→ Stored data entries
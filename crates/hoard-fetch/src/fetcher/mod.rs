//! Fetcher implementation with bounded concurrency and retry logic
//!
//! Every asset of a collection is processed independently: skip if the pool
//! already holds its bytes, otherwise reserve space, stream into a staging
//! file while hashing, enforce the minimum rate, verify and commit. Failures
//! of one asset never stop the others.

use futures::StreamExt;
use hoard_core::utils::Digester;
use hoard_core::{AssetDescriptor, FetchOptions, HoardError, HoardResult};
use hoard_pool::PoolStore;
use std::collections::HashSet;
use std::sync::Arc;
use std::time::Duration;
use tokio::io::{AsyncWriteExt, BufWriter};
use tokio::sync::{mpsc, OwnedSemaphorePermit, Semaphore};
use tokio::task::{JoinHandle, JoinSet};
use tokio::time::{Instant, MissedTickBehavior};
use tokio_util::sync::{CancellationToken, DropGuard};
use tracing::{debug, info, warn};

use crate::events::{FetchEvent, FetchFailure, FetchSummary, FileEvent, ProgressEvent, ResponseCode};
use crate::rate::RateMonitor;
use crate::transport::{HttpTransport, Transport};
use crate::FetchResult;

mod staging;

use staging::StagingFile;

/// Capacity of the event channel
const EVENT_BUFFER: usize = 256;
/// How often a stalled transfer is checked against the minimum rate
const RATE_CHECK_INTERVAL: Duration = Duration::from_millis(250);

/// Downloads asset collections into a pool
#[derive(Debug, Clone)]
pub struct Fetcher {
    store: Arc<PoolStore>,
    transport: Arc<dyn Transport>,
}

/// Handle to a running fetch. Dropping it cancels the fetch.
#[derive(Debug)]
pub struct FetchTask {
    events: mpsc::Receiver<FetchEvent>,
    cancel: CancellationToken,
    handle: JoinHandle<FetchSummary>,
    _cancel_on_drop: DropGuard,
}

enum Outcome {
    Succeeded,
    Skipped,
    Failed,
}

struct FetchContext {
    store: Arc<PoolStore>,
    transport: Arc<dyn Transport>,
    options: FetchOptions,
    total: usize,
    events: mpsc::Sender<FetchEvent>,
    cancel: CancellationToken,
}

impl Fetcher {
    pub fn new(store: Arc<PoolStore>, transport: Arc<dyn Transport>) -> Self {
        Self { store, transport }
    }

    /// Fetcher using the reqwest transport
    pub fn with_http(store: Arc<PoolStore>) -> FetchResult<Self> {
        Ok(Self::new(store, Arc::new(HttpTransport::new()?)))
    }

    /// Start fetching a collection.
    ///
    /// Only structural problems fail here: invalid options, duplicate asset
    /// names, or an unusable pool. A malformed descriptor fails alone, like
    /// any other per-asset failure, through its `FileEvent`; check
    /// `PoolStore::are_assets_ready` afterwards.
    pub async fn start(
        &self,
        collection: Vec<AssetDescriptor>,
        options: FetchOptions,
    ) -> FetchResult<FetchTask> {
        options.validate()?;
        let mut seen = HashSet::new();
        for asset in &collection {
            if !seen.insert(asset.name.as_str()) {
                return Err(HoardError::InvalidAsset {
                    name: asset.name.clone(),
                    reason: "name appears more than once in the collection".to_string(),
                });
            }
        }
        tokio::fs::create_dir_all(self.store.tmp_dir())
            .await
            .map_err(|e| HoardError::io(format!("Pool staging directory {} is unusable", self.store.tmp_dir()), e))?;

        let (events_tx, events_rx) = mpsc::channel(EVENT_BUFFER);
        let cancel = CancellationToken::new();
        let context = Arc::new(FetchContext {
            store: self.store.clone(),
            transport: self.transport.clone(),
            options,
            total: collection.len(),
            events: events_tx,
            cancel: cancel.clone(),
        });

        info!("Fetching {} asset(s) into {}", collection.len(), self.store.root());
        let handle = tokio::spawn(run_collection(context, collection));

        Ok(FetchTask {
            events: events_rx,
            _cancel_on_drop: cancel.clone().drop_guard(),
            cancel,
            handle,
        })
    }
}

impl FetchTask {
    /// Next event in emission order; `None` once the fetch has finished
    pub async fn next_event(&mut self) -> Option<FetchEvent> {
        self.events.recv().await
    }

    /// Stop scheduling attempts and abort in-flight transfers
    pub fn cancel(&self) {
        self.cancel.cancel();
    }

    pub fn cancellation_token(&self) -> CancellationToken {
        self.cancel.clone()
    }

    /// Wait for completion, discarding events not yet consumed
    pub async fn wait(mut self) -> FetchResult<FetchSummary> {
        self.events.close();
        while self.events.recv().await.is_some() {}
        self.handle.await.map_err(|e| {
            HoardError::io(
                "Fetch task failed".to_string(),
                std::io::Error::new(std::io::ErrorKind::Other, e.to_string()),
            )
        })
    }
}

async fn run_collection(context: Arc<FetchContext>, collection: Vec<AssetDescriptor>) -> FetchSummary {
    let semaphore = Arc::new(Semaphore::new(context.options.max_concurrent_transfers));
    let mut set = JoinSet::new();

    // Permits are taken here, in collection order, so transfers start in order
    for (index, asset) in collection.into_iter().enumerate() {
        let permit = tokio::select! {
            _ = context.cancel.cancelled() => None,
            permit = semaphore.clone().acquire_owned() => permit.ok(),
        };
        let context = context.clone();
        set.spawn(async move { fetch_asset(&context, index, asset, permit).await });
    }

    let mut summary = FetchSummary::default();
    while let Some(joined) = set.join_next().await {
        match joined {
            Ok(Outcome::Succeeded) => summary.succeeded += 1,
            Ok(Outcome::Skipped) => summary.skipped += 1,
            Ok(Outcome::Failed) => summary.failed += 1,
            Err(e) => {
                warn!("Fetch worker failed: {}", e);
                summary.failed += 1;
            }
        }
    }
    summary.cancelled = context.cancel.is_cancelled();
    info!(
        "Fetch finished: {} fetched, {} already present, {} failed",
        summary.succeeded, summary.skipped, summary.failed
    );
    summary
}

async fn fetch_asset(
    context: &FetchContext,
    index: usize,
    asset: AssetDescriptor,
    permit: Option<OwnedSemaphorePermit>,
) -> Outcome {
    let Some(_permit) = permit else {
        let error = HoardError::Cancelled { name: asset.name.clone() };
        send_file_event(context, index, &asset, ResponseCode::Transport, Some(&error)).await;
        return Outcome::Failed;
    };

    // A malformed descriptor can never succeed, so it is not retried
    if let Err(error) = asset.validate() {
        warn!("Skipping invalid asset '{}': {}", asset.name, error);
        send_file_event(context, index, &asset, ResponseCode::Transport, Some(&error)).await;
        return Outcome::Failed;
    }

    let store = context.store.clone();
    let probe = asset.clone();
    match run_blocking(move || store.claim_existing(&probe)).await {
        Ok(Some(_)) => {
            debug!("'{}' already in pool, skipping", asset.name);
            send_file_event(context, index, &asset, ResponseCode::Skipped, None).await;
            return Outcome::Skipped;
        }
        Ok(None) => {}
        Err(e) => warn!("Pool lookup for '{}' failed: {}", asset.name, e),
    }

    let retry_count = context.options.file_retry_count;
    let mut response_code = ResponseCode::Transport;
    let mut last_error = None;
    // Shared across attempts so a retry does not reset the throttle
    let mut last_progress: Option<Instant> = None;

    for attempt in 0..=retry_count {
        if context.cancel.is_cancelled() {
            last_error = Some(HoardError::Cancelled { name: asset.name.clone() });
            break;
        }
        if attempt > 0 {
            let delay = context.options.retry.delay_for(attempt);
            tokio::select! {
                _ = context.cancel.cancelled() => {
                    last_error = Some(HoardError::Cancelled { name: asset.name.clone() });
                    break;
                }
                _ = tokio::time::sleep(delay) => {}
            }
        }

        debug!("Fetching '{}' attempt {}/{}", asset.name, attempt + 1, retry_count + 1);
        match transfer(context, index, &asset, &mut response_code, &mut last_progress).await {
            Ok(()) => {
                send_file_event(context, index, &asset, response_code, None).await;
                return Outcome::Succeeded;
            }
            Err(e) => {
                let retryable = e.is_retryable();
                if attempt < retry_count && retryable {
                    warn!("Attempt {} for '{}' failed, retrying: {}", attempt + 1, asset.name, e);
                }
                last_error = Some(e);
                if !retryable {
                    break;
                }
            }
        }
    }

    let error = last_error.unwrap_or_else(|| HoardError::Cancelled { name: asset.name.clone() });
    warn!("Failed to fetch '{}': {}", asset.name, error);
    send_file_event(context, index, &asset, response_code, Some(&error)).await;
    Outcome::Failed
}

/// One attempt: open, reserve, stream, verify, commit
async fn transfer(
    context: &FetchContext,
    index: usize,
    asset: &AssetDescriptor,
    response_code: &mut ResponseCode,
    last_progress: &mut Option<Instant>,
) -> HoardResult<()> {
    *response_code = ResponseCode::Transport;
    let cancelled = || HoardError::Cancelled { name: asset.name.clone() };

    let response = tokio::select! {
        _ = context.cancel.cancelled() => return Err(cancelled()),
        response = context.transport.open(&asset.link) => response?,
    };
    *response_code = ResponseCode::Status(response.status);
    if !response.is_success() {
        return Err(HoardError::HttpStatus {
            link: asset.link.to_string(),
            status: response.status,
        });
    }

    let expected_total = asset.size.or(response.content_length);
    let store = context.store.clone();
    let reserve_bytes = expected_total.unwrap_or(0);
    let reservation = run_blocking(move || store.reserve_owned(reserve_bytes)).await?;

    let (mut staging, file) = StagingFile::create(context.store.tmp_dir(), index, &asset.name).await?;
    let mut writer = BufWriter::new(file);
    let mut digester = Digester::new(asset.hash.method);
    let mut transferred = 0u64;
    let mut monitor = context
        .options
        .minimum_transfer_rate
        .map(|rate| RateMonitor::new(rate, Instant::now()));
    let mut rate_check = tokio::time::interval(RATE_CHECK_INTERVAL);
    rate_check.set_missed_tick_behavior(MissedTickBehavior::Delay);
    let mut body = response.body;

    loop {
        tokio::select! {
            _ = context.cancel.cancelled() => return Err(cancelled()),
            _ = rate_check.tick(), if monitor.is_some() => {
                if let Some(monitor) = monitor.as_mut() {
                    if let Err(observed) = monitor.check(Instant::now()) {
                        return Err(HoardError::TransferTooSlow {
                            name: asset.name.clone(),
                            observed,
                            required: monitor.rate().required_bytes(),
                            period_secs: monitor.rate().period.as_secs(),
                        });
                    }
                }
            }
            chunk = body.next() => match chunk {
                Some(Ok(bytes)) => {
                    transferred += bytes.len() as u64;
                    if let Some(expected) = asset.size {
                        if transferred > expected {
                            return Err(HoardError::SizeMismatch {
                                name: asset.name.clone(),
                                expected,
                                actual: transferred,
                            });
                        }
                    }
                    digester.update(&bytes);
                    writer.write_all(&bytes).await.map_err(|e| {
                        HoardError::io(format!("Failed to write {}", staging.path()), e)
                    })?;
                    let now = Instant::now();
                    if let Some(monitor) = monitor.as_mut() {
                        monitor.record(now, bytes.len() as u64);
                    }
                    let due = last_progress
                        .map(|at| now.duration_since(at) >= context.options.progress_interval)
                        .unwrap_or(true);
                    if due {
                        *last_progress = Some(now);
                        send_progress(context, index, asset, transferred, expected_total);
                    }
                }
                Some(Err(e)) => return Err(e),
                None => break,
            },
        }
    }

    writer
        .flush()
        .await
        .map_err(|e| HoardError::io(format!("Failed to flush {}", staging.path()), e))?;
    writer
        .into_inner()
        .sync_all()
        .await
        .map_err(|e| HoardError::io(format!("Failed to sync {}", staging.path()), e))?;

    if let Some(expected) = asset.size {
        if transferred != expected {
            return Err(HoardError::SizeMismatch {
                name: asset.name.clone(),
                expected,
                actual: transferred,
            });
        }
    }

    let actual = digester.finalize_hex();
    if !asset.hash.matches_hex(&actual) {
        return Err(HoardError::HashMismatch {
            name: asset.name.clone(),
            expected: asset.hash.normalized_hex(),
            actual,
        });
    }

    let store = context.store.clone();
    let committed = asset.clone();
    let staged = staging.path().to_path_buf();
    run_blocking(move || {
        store.commit_owned(reservation, &committed, staged.as_std_path(), &actual)
    })
    .await?;
    staging.disarm();
    info!("Fetched '{}' ({} bytes)", asset.name, transferred);
    Ok(())
}

/// Run a pool operation that touches the disk off the async workers
async fn run_blocking<T, F>(operation: F) -> HoardResult<T>
where
    F: FnOnce() -> HoardResult<T> + Send + 'static,
    T: Send + 'static,
{
    tokio::task::spawn_blocking(operation).await.map_err(|e| {
        HoardError::io(
            "Pool task failed".to_string(),
            std::io::Error::new(std::io::ErrorKind::Other, e.to_string()),
        )
    })?
}

/// Progress is best effort: dropped when the consumer lags
fn send_progress(
    context: &FetchContext,
    index: usize,
    asset: &AssetDescriptor,
    transferred: u64,
    total: Option<u64>,
) {
    let event = FetchEvent::Progress(ProgressEvent {
        index,
        total: context.total,
        file_name: asset.name.clone(),
        current_file_transferred: transferred,
        current_file_total: total,
    });
    let _ = context.events.try_send(event);
}

async fn send_file_event(
    context: &FetchContext,
    index: usize,
    asset: &AssetDescriptor,
    response_code: ResponseCode,
    error: Option<&HoardError>,
) {
    let event = FetchEvent::File(FileEvent {
        index,
        file_name: asset.name.clone(),
        response_code,
        error: error.map(FetchFailure::from),
    });
    // A closed channel means the caller stopped listening
    let _ = context.events.send(event).await;
}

→ Exercise prompt
The answer must consist solely of the lines from the first line of the data to the line holding "pub struct FetchTask", each given again exactly.

→ Written response
filename crates/hoard-fetch/src/fetcher/mod.rs
//! Fetcher implementation with bounded concurrency and retry logic
//!
//! Every asset of a collection is processed independently: skip if the pool
//! already holds its bytes, otherwise reserve space, stream into a staging
//! file while hashing, enforce the minimum rate, verify and commit. Failures
//! of one asset never stop the others.

use futures::StreamExt;
use hoard_core::utils::Digester;
use hoard_core::{AssetDescriptor, FetchOptions, HoardError, HoardResult};
use hoard_pool::PoolStore;
use std::collections::HashSet;
use std::sync::Arc;
use std::time::Duration;
use tokio::io::{AsyncWriteExt, BufWriter};
use tokio::sync::{mpsc, OwnedSemaphorePermit, Semaphore};
use tokio::task::{JoinHandle, JoinSet};
use tokio::time::{Instant, MissedTickBehavior};
use tokio_util::sync::{CancellationToken, DropGuard};
use tracing::{debug, info, warn};

use crate::events::{FetchEvent, FetchFailure, FetchSummary, FileEvent, ProgressEvent, ResponseCode};
use crate::rate::RateMonitor;
use crate::transport::{HttpTransport, Transport};
use crate::FetchResult;

mod staging;

use staging::StagingFile;

/// Capacity of the event channel
const EVENT_BUFFER: usize = 256;
/// How often a stalled transfer is checked against the minimum rate
const RATE_CHECK_INTERVAL: Duration = Duration::from_millis(250);

/// Downloads asset collections into a pool
#[derive(Debug, Clone)]
pub struct Fetcher {
    store: Arc<PoolStore>,
    transport: Arc<dyn Transport>,
}

/// Handle to a running fetch. Dropping it cancels the fetch.
#[derive(Debug)]
pub struct FetchTask {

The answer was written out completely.